An entertaining first look at how today's members of iGen - the children, teens, and young adults born in the mid-1990s and later - are vastly different from their millennial predecessors and from any other generation, from the renowned psychologist and author of Generation Me.

With generational divides wider than ever, parents, educators, and employers have an urgent need to understand today's rising generation of teens and young adults. Born in the mid-1990s to the mid-2000s and later, iGen is the first generation to spend their entire adolescence in the age of the smartphone. With social media and texting replacing other activities, iGen spends less time with their friends in person - perhaps why they are experiencing unprecedented levels of anxiety, depression, and loneliness.

But technology is not the only thing that makes iGen distinct from every generation before them; they are also different in how they spend their time, in how they behave, and in their attitudes toward religion, sexuality, and politics. They socialize in completely new ways, reject once sacred social taboos, and want different things from their lives and careers. More than previous generations, they are obsessed with safety, focused on tolerance, and have no patience for inequality. iGen is also growing up more slowly than previous generations: 18-year-olds look and act like 15-year-olds used to.

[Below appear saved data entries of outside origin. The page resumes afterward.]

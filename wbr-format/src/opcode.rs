// WBR - wbr-format
// Module: Opcode Table
//
// Copyright (c) 2025 Ralf Anton Beier
// Licensed under the MIT license.
// SPDX-License-Identifier: MIT

//! The WebAssembly MVP opcode table.

use core::fmt;

macro_rules! define_opcodes {
    ($( $variant:ident = $code:literal, $name:literal; )*) => {
        /// A WebAssembly MVP instruction opcode
        #[derive(Debug, Clone, Copy, PartialEq, Eq, PartialOrd, Ord, Hash)]
        #[repr(u8)]
        pub enum Opcode {
            $(
                #[doc = $name]
                $variant = $code,
            )*
        }

        impl Opcode {
            /// Every opcode of the table, in code order
            pub const ALL: &'static [Opcode] = &[$(Self::$variant,)*];

            /// Text-format name
            pub const fn name(self) -> &'static str {
                match self {
                    $(Self::$variant => $name,)*
                }
            }

            /// Look up an opcode by numeric code
            pub fn from_code(code: u32) -> Option<Self> {
                match code {
                    $($code => Some(Self::$variant),)*
                    _ => None,
                }
            }
        }
    };
}

define_opcodes! {
    Unreachable = 0x00, "unreachable";
    Nop = 0x01, "nop";
    Block = 0x02, "block";
    Loop = 0x03, "loop";
    If = 0x04, "if";
    Else = 0x05, "else";
    End = 0x0b, "end";
    Br = 0x0c, "br";
    BrIf = 0x0d, "br_if";
    BrTable = 0x0e, "br_table";
    Return = 0x0f, "return";
    Call = 0x10, "call";
    CallIndirect = 0x11, "call_indirect";
    Drop = 0x1a, "drop";
    Select = 0x1b, "select";
    GetLocal = 0x20, "get_local";
    SetLocal = 0x21, "set_local";
    TeeLocal = 0x22, "tee_local";
    GetGlobal = 0x23, "get_global";
    SetGlobal = 0x24, "set_global";
    I32Load = 0x28, "i32.load";
    I64Load = 0x29, "i64.load";
    F32Load = 0x2a, "f32.load";
    F64Load = 0x2b, "f64.load";
    I32Load8S = 0x2c, "i32.load8_s";
    I32Load8U = 0x2d, "i32.load8_u";
    I32Load16S = 0x2e, "i32.load16_s";
    I32Load16U = 0x2f, "i32.load16_u";
    I64Load8S = 0x30, "i64.load8_s";
    I64Load8U = 0x31, "i64.load8_u";
    I64Load16S = 0x32, "i64.load16_s";
    I64Load16U = 0x33, "i64.load16_u";
    I64Load32S = 0x34, "i64.load32_s";
    I64Load32U = 0x35, "i64.load32_u";
    I32Store = 0x36, "i32.store";
    I64Store = 0x37, "i64.store";
    F32Store = 0x38, "f32.store";
    F64Store = 0x39, "f64.store";
    I32Store8 = 0x3a, "i32.store8";
    I32Store16 = 0x3b, "i32.store16";
    I64Store8 = 0x3c, "i64.store8";
    I64Store16 = 0x3d, "i64.store16";
    I64Store32 = 0x3e, "i64.store32";
    CurrentMemory = 0x3f, "current_memory";
    GrowMemory = 0x40, "grow_memory";
    I32Const = 0x41, "i32.const";
    I64Const = 0x42, "i64.const";
    F32Const = 0x43, "f32.const";
    F64Const = 0x44, "f64.const";
    I32Eqz = 0x45, "i32.eqz";
    I32Eq = 0x46, "i32.eq";
    I32Ne = 0x47, "i32.ne";
    I32LtS = 0x48, "i32.lt_s";
    I32LtU = 0x49, "i32.lt_u";
    I32GtS = 0x4a, "i32.gt_s";
    I32GtU = 0x4b, "i32.gt_u";
    I32LeS = 0x4c, "i32.le_s";
    I32LeU = 0x4d, "i32.le_u";
    I32GeS = 0x4e, "i32.ge_s";
    I32GeU = 0x4f, "i32.ge_u";
    I64Eqz = 0x50, "i64.eqz";
    I64Eq = 0x51, "i64.eq";
    I64Ne = 0x52, "i64.ne";
    I64LtS = 0x53, "i64.lt_s";
    I64LtU = 0x54, "i64.lt_u";
    I64GtS = 0x55, "i64.gt_s";
    I64GtU = 0x56, "i64.gt_u";
    I64LeS = 0x57, "i64.le_s";
    I64LeU = 0x58, "i64.le_u";
    I64GeS = 0x59, "i64.ge_s";
    I64GeU = 0x5a, "i64.ge_u";
    F32Eq = 0x5b, "f32.eq";
    F32Ne = 0x5c, "f32.ne";
    F32Lt = 0x5d, "f32.lt";
    F32Gt = 0x5e, "f32.gt";
    F32Le = 0x5f, "f32.le";
    F32Ge = 0x60, "f32.ge";
    F64Eq = 0x61, "f64.eq";
    F64Ne = 0x62, "f64.ne";
    F64Lt = 0x63, "f64.lt";
    F64Gt = 0x64, "f64.gt";
    F64Le = 0x65, "f64.le";
    F64Ge = 0x66, "f64.ge";
    I32Clz = 0x67, "i32.clz";
    I32Ctz = 0x68, "i32.ctz";
    I32Popcnt = 0x69, "i32.popcnt";
    I32Add = 0x6a, "i32.add";
    I32Sub = 0x6b, "i32.sub";
    I32Mul = 0x6c, "i32.mul";
    I32DivS = 0x6d, "i32.div_s";
    I32DivU = 0x6e, "i32.div_u";
    I32RemS = 0x6f, "i32.rem_s";
    I32RemU = 0x70, "i32.rem_u";
    I32And = 0x71, "i32.and";
    I32Or = 0x72, "i32.or";
    I32Xor = 0x73, "i32.xor";
    I32Shl = 0x74, "i32.shl";
    I32ShrS = 0x75, "i32.shr_s";
    I32ShrU = 0x76, "i32.shr_u";
    I32Rotl = 0x77, "i32.rotl";
    I32Rotr = 0x78, "i32.rotr";
    I64Clz = 0x79, "i64.clz";
    I64Ctz = 0x7a, "i64.ctz";
    I64Popcnt = 0x7b, "i64.popcnt";
    I64Add = 0x7c, "i64.add";
    I64Sub = 0x7d, "i64.sub";
    I64Mul = 0x7e, "i64.mul";
    I64DivS = 0x7f, "i64.div_s";
    I64DivU = 0x80, "i64.div_u";
    I64RemS = 0x81, "i64.rem_s";
    I64RemU = 0x82, "i64.rem_u";
    I64And = 0x83, "i64.and";
    I64Or = 0x84, "i64.or";
    I64Xor = 0x85, "i64.xor";
    I64Shl = 0x86, "i64.shl";
    I64ShrS = 0x87, "i64.shr_s";
    I64ShrU = 0x88, "i64.shr_u";
    I64Rotl = 0x89, "i64.rotl";
    I64Rotr = 0x8a, "i64.rotr";
    F32Abs = 0x8b, "f32.abs";
    F32Neg = 0x8c, "f32.neg";
    F32Ceil = 0x8d, "f32.ceil";
    F32Floor = 0x8e, "f32.floor";
    F32Trunc = 0x8f, "f32.trunc";
    F32Nearest = 0x90, "f32.nearest";
    F32Sqrt = 0x91, "f32.sqrt";
    F32Add = 0x92, "f32.add";
    F32Sub = 0x93, "f32.sub";
    F32Mul = 0x94, "f32.mul";
    F32Div = 0x95, "f32.div";
    F32Min = 0x96, "f32.min";
    F32Max = 0x97, "f32.max";
    F32Copysign = 0x98, "f32.copysign";
    F64Abs = 0x99, "f64.abs";
    F64Neg = 0x9a, "f64.neg";
    F64Ceil = 0x9b, "f64.ceil";
    F64Floor = 0x9c, "f64.floor";
    F64Trunc = 0x9d, "f64.trunc";
    F64Nearest = 0x9e, "f64.nearest";
    F64Sqrt = 0x9f, "f64.sqrt";
    F64Add = 0xa0, "f64.add";
    F64Sub = 0xa1, "f64.sub";
    F64Mul = 0xa2, "f64.mul";
    F64Div = 0xa3, "f64.div";
    F64Min = 0xa4, "f64.min";
    F64Max = 0xa5, "f64.max";
    F64Copysign = 0xa6, "f64.copysign";
    I32WrapI64 = 0xa7, "i32.wrap/i64";
    I32TruncSF32 = 0xa8, "i32.trunc_s/f32";
    I32TruncUF32 = 0xa9, "i32.trunc_u/f32";
    I32TruncSF64 = 0xaa, "i32.trunc_s/f64";
    I32TruncUF64 = 0xab, "i32.trunc_u/f64";
    I64ExtendSI32 = 0xac, "i64.extend_s/i32";
    I64ExtendUI32 = 0xad, "i64.extend_u/i32";
    I64TruncSF32 = 0xae, "i64.trunc_s/f32";
    I64TruncUF32 = 0xaf, "i64.trunc_u/f32";
    I64TruncSF64 = 0xb0, "i64.trunc_s/f64";
    I64TruncUF64 = 0xb1, "i64.trunc_u/f64";
    F32ConvertSI32 = 0xb2, "f32.convert_s/i32";
    F32ConvertUI32 = 0xb3, "f32.convert_u/i32";
    F32ConvertSI64 = 0xb4, "f32.convert_s/i64";
    F32ConvertUI64 = 0xb5, "f32.convert_u/i64";
    F32DemoteF64 = 0xb6, "f32.demote/f64";
    F64ConvertSI32 = 0xb7, "f64.convert_s/i32";
    F64ConvertUI32 = 0xb8, "f64.convert_u/i32";
    F64ConvertSI64 = 0xb9, "f64.convert_s/i64";
    F64ConvertUI64 = 0xba, "f64.convert_u/i64";
    F64PromoteF32 = 0xbb, "f64.promote/f32";
    I32ReinterpretF32 = 0xbc, "i32.reinterpret/f32";
    I64ReinterpretF64 = 0xbd, "i64.reinterpret/f64";
    F32ReinterpretI32 = 0xbe, "f32.reinterpret/i32";
    F64ReinterpretI64 = 0xbf, "f64.reinterpret/i64";
}

impl Opcode {
    /// Numeric code of the opcode
    pub const fn code(self) -> u32 {
        self as u32
    }
}

impl fmt::Display for Opcode {
    fn fmt(&self, f: &mut fmt::Formatter<'_>) -> fmt::Result {
        f.write_str(self.name())
    }
}

#[cfg(test)]
mod tests {
    use super::*;

    #[test]
    fn test_lookup_by_code() {
        assert_eq!(Opcode::from_code(0x6a), Some(Opcode::I32Add));
        assert_eq!(Opcode::from_code(0x28), Some(Opcode::I32Load));
        assert_eq!(Opcode::from_code(0x06), None);
        assert_eq!(Opcode::from_code(0xc0), None);
    }

    #[test]
    fn test_table_is_consistent() {
        for window in Opcode::ALL.windows(2) {
            assert!(window[0].code() < window[1].code());
        }
        for &opcode in Opcode::ALL {
            assert_eq!(Opcode::from_code(opcode.code()), Some(opcode));
            assert!(!opcode.name().is_empty());
        }
    }

    #[test]
    fn test_names() {
        assert_eq!(Opcode::GetLocal.to_string(), "get_local");
        assert_eq!(Opcode::I32WrapI64.name(), "i32.wrap/i64");
        assert_eq!(Opcode::CurrentMemory.name(), "current_memory");
    }
}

As this new group of young people grows into adulthood, we all need to understand them: Friends and family need to look out for them; businesses must figure out how to recruit them and sell to them; colleges and universities must know how to educate and guide them. And members of iGen also need to understand themselves as they communicate with their elders and explain their views to their older peers. Because where iGen goes, so goes our nation - and the world.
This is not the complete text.